-- DATA FOR ANALYSIS follows --

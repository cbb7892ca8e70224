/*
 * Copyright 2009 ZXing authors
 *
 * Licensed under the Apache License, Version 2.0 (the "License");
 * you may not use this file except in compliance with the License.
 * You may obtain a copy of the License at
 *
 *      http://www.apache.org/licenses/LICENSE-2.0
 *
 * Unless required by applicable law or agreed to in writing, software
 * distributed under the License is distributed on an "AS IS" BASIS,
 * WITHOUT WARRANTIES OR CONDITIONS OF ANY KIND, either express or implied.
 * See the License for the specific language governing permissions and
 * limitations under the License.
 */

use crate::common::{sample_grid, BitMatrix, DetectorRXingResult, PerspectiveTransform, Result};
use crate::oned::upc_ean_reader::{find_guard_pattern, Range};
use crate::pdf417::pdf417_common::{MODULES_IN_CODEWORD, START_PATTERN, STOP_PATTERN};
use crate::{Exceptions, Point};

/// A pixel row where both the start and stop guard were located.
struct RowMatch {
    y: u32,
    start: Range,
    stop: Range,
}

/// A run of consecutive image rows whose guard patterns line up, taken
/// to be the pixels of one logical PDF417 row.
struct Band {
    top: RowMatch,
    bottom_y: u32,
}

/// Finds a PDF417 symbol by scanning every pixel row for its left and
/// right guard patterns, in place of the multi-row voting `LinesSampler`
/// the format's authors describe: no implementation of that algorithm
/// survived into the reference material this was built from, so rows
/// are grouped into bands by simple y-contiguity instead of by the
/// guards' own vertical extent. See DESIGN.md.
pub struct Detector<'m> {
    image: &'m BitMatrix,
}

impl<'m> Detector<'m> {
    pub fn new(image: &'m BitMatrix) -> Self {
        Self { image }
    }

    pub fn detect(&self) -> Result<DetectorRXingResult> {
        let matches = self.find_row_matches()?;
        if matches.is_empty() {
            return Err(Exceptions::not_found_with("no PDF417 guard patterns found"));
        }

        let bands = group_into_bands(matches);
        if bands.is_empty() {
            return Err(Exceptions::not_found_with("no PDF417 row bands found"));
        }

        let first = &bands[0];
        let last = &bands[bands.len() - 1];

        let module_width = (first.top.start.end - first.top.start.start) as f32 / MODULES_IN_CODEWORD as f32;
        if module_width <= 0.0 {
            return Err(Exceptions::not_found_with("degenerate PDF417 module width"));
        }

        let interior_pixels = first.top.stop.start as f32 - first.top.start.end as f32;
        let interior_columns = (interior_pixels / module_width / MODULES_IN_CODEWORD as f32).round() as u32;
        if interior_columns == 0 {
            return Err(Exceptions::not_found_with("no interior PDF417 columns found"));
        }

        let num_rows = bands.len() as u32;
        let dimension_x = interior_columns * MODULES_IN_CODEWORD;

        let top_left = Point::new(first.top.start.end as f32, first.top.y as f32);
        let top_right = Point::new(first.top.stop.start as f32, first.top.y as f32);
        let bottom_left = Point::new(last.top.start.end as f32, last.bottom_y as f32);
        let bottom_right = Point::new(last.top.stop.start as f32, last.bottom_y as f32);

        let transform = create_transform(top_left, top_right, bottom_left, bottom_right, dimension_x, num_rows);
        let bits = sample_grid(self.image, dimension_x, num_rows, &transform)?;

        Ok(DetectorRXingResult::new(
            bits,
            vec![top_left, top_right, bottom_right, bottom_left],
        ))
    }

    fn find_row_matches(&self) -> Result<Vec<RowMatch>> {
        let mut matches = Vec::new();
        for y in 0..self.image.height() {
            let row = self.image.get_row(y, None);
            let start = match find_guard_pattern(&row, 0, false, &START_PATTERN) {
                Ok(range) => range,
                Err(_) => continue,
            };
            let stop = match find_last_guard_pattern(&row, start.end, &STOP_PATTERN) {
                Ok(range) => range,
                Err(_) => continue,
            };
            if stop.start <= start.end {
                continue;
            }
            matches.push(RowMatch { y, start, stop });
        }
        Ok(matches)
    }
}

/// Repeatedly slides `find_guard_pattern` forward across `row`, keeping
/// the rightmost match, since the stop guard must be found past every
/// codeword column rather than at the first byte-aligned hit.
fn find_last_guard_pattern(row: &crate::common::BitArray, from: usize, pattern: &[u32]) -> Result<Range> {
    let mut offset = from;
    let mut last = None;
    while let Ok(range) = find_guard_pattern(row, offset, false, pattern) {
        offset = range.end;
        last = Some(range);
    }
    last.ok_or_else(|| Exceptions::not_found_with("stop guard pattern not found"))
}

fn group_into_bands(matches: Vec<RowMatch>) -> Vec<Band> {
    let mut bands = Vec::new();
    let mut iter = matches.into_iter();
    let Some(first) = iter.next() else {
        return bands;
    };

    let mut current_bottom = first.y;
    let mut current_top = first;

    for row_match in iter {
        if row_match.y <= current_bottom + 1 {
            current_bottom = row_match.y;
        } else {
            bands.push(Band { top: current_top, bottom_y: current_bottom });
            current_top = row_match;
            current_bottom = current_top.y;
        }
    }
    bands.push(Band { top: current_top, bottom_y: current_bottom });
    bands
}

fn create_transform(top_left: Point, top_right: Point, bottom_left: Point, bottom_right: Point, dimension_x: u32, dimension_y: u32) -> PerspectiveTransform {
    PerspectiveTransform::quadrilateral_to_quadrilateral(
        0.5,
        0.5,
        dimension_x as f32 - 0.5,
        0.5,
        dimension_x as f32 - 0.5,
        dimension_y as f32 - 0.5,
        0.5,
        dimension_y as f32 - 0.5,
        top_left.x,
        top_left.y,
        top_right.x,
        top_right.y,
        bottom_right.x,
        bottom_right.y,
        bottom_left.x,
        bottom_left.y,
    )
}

-- DATA FOR ANALYSIS concluded --
-- DATA FOR ANALYSIS follows --

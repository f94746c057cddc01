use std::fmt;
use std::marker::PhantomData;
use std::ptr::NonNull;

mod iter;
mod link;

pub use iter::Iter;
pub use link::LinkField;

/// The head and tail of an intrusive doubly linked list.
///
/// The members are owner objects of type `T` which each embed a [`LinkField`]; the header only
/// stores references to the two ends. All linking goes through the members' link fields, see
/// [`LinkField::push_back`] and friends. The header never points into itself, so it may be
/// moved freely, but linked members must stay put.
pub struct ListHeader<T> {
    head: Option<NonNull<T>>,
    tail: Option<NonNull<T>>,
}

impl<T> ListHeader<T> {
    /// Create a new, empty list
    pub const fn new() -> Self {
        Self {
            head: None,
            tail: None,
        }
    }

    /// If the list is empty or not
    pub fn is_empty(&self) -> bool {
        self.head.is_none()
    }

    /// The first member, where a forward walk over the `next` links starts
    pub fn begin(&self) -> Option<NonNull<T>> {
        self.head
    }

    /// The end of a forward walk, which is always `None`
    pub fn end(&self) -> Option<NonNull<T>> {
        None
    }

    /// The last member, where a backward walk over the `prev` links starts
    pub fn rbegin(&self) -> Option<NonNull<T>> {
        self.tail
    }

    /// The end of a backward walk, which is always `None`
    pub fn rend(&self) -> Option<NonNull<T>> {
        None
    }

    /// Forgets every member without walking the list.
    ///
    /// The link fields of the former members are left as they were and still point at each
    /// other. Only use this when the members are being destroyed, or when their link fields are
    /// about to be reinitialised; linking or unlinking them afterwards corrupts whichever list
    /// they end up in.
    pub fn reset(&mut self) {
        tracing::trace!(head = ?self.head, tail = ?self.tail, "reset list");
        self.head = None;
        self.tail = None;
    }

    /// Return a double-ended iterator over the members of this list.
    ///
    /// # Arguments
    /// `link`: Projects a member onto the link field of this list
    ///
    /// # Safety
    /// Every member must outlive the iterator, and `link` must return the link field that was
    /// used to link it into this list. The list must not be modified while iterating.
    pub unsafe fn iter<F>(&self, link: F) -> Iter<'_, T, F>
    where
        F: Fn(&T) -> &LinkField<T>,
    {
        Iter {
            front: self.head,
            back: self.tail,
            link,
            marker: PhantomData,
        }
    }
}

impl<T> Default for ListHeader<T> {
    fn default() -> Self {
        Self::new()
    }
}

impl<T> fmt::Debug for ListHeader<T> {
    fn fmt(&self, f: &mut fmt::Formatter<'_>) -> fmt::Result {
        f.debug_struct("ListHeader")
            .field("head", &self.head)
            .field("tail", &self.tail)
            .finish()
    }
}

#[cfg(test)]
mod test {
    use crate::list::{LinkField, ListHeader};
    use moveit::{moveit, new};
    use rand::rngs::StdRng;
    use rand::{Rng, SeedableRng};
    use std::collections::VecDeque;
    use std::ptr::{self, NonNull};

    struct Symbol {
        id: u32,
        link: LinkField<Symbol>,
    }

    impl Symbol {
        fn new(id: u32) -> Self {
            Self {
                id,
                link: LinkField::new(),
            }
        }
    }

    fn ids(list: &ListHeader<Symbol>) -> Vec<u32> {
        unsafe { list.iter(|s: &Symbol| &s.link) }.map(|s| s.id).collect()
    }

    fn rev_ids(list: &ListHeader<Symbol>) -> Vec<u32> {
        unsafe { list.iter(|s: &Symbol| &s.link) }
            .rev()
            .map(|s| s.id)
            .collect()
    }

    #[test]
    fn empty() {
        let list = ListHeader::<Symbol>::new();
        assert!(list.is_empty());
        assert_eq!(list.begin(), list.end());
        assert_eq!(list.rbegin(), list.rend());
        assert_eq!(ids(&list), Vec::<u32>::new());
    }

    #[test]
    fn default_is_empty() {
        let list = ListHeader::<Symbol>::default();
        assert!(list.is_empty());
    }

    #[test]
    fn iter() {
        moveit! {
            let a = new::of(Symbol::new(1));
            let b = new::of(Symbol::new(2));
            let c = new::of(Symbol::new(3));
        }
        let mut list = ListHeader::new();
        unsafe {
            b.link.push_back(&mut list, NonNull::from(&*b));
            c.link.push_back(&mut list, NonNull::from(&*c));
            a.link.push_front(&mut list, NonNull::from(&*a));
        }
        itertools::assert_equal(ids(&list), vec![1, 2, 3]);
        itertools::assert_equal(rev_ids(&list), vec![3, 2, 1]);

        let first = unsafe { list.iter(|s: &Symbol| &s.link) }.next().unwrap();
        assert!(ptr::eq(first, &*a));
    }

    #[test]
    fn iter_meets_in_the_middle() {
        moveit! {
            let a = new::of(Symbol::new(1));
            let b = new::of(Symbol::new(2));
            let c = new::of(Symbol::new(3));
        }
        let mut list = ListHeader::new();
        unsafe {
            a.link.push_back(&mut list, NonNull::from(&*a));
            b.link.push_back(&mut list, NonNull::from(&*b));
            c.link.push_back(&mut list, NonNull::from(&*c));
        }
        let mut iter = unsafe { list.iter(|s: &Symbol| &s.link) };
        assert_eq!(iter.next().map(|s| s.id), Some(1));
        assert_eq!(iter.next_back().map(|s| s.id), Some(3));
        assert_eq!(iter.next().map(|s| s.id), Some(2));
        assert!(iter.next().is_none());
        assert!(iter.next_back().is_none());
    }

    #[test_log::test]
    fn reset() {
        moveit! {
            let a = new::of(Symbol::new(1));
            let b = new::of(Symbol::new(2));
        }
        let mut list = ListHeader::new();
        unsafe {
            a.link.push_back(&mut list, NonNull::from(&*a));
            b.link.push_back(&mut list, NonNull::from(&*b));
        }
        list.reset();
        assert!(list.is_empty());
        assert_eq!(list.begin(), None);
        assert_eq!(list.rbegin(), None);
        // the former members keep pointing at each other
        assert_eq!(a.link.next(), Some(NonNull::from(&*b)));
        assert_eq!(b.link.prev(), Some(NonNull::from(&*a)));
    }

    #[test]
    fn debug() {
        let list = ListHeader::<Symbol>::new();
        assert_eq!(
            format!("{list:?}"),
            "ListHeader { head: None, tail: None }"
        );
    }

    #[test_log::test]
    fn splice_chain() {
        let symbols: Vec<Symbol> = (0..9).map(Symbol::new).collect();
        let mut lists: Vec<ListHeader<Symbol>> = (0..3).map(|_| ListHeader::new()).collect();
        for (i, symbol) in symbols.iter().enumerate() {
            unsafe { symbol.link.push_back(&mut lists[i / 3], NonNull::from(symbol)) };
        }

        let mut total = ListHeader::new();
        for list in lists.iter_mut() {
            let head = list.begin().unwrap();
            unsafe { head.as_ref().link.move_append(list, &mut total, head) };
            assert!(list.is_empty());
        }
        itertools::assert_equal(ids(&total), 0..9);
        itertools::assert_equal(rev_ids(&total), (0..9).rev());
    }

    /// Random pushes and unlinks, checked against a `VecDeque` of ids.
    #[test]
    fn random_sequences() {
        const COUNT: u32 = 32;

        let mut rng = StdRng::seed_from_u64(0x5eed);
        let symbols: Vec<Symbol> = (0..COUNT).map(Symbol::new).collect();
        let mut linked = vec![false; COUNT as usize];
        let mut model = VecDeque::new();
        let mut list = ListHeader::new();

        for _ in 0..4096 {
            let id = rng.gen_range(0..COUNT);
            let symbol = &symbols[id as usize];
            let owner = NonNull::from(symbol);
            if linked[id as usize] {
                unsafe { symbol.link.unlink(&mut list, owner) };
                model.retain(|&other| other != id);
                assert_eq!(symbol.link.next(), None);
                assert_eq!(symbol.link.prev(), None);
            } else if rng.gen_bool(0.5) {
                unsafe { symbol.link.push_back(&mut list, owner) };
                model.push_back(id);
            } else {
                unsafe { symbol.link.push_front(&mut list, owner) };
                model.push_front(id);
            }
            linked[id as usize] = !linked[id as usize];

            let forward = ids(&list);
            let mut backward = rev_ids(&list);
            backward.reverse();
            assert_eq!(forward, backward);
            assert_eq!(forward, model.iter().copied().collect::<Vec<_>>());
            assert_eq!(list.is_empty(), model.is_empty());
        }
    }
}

-- DATA FOR ANALYSIS concluded --

Once you reach the line with "repository f94746c057cddc01" in the data above, copy it and every line after it exactly, up to and including the line with "the header only".

repository f94746c057cddc01
use std::fmt;
use std::marker::PhantomData;
use std::ptr::NonNull;

mod iter;
mod link;

pub use iter::Iter;
pub use link::LinkField;

/// The head and tail of an intrusive doubly linked list.
///
/// The members are owner objects of type `T` which each embed a [`LinkField`]; the header only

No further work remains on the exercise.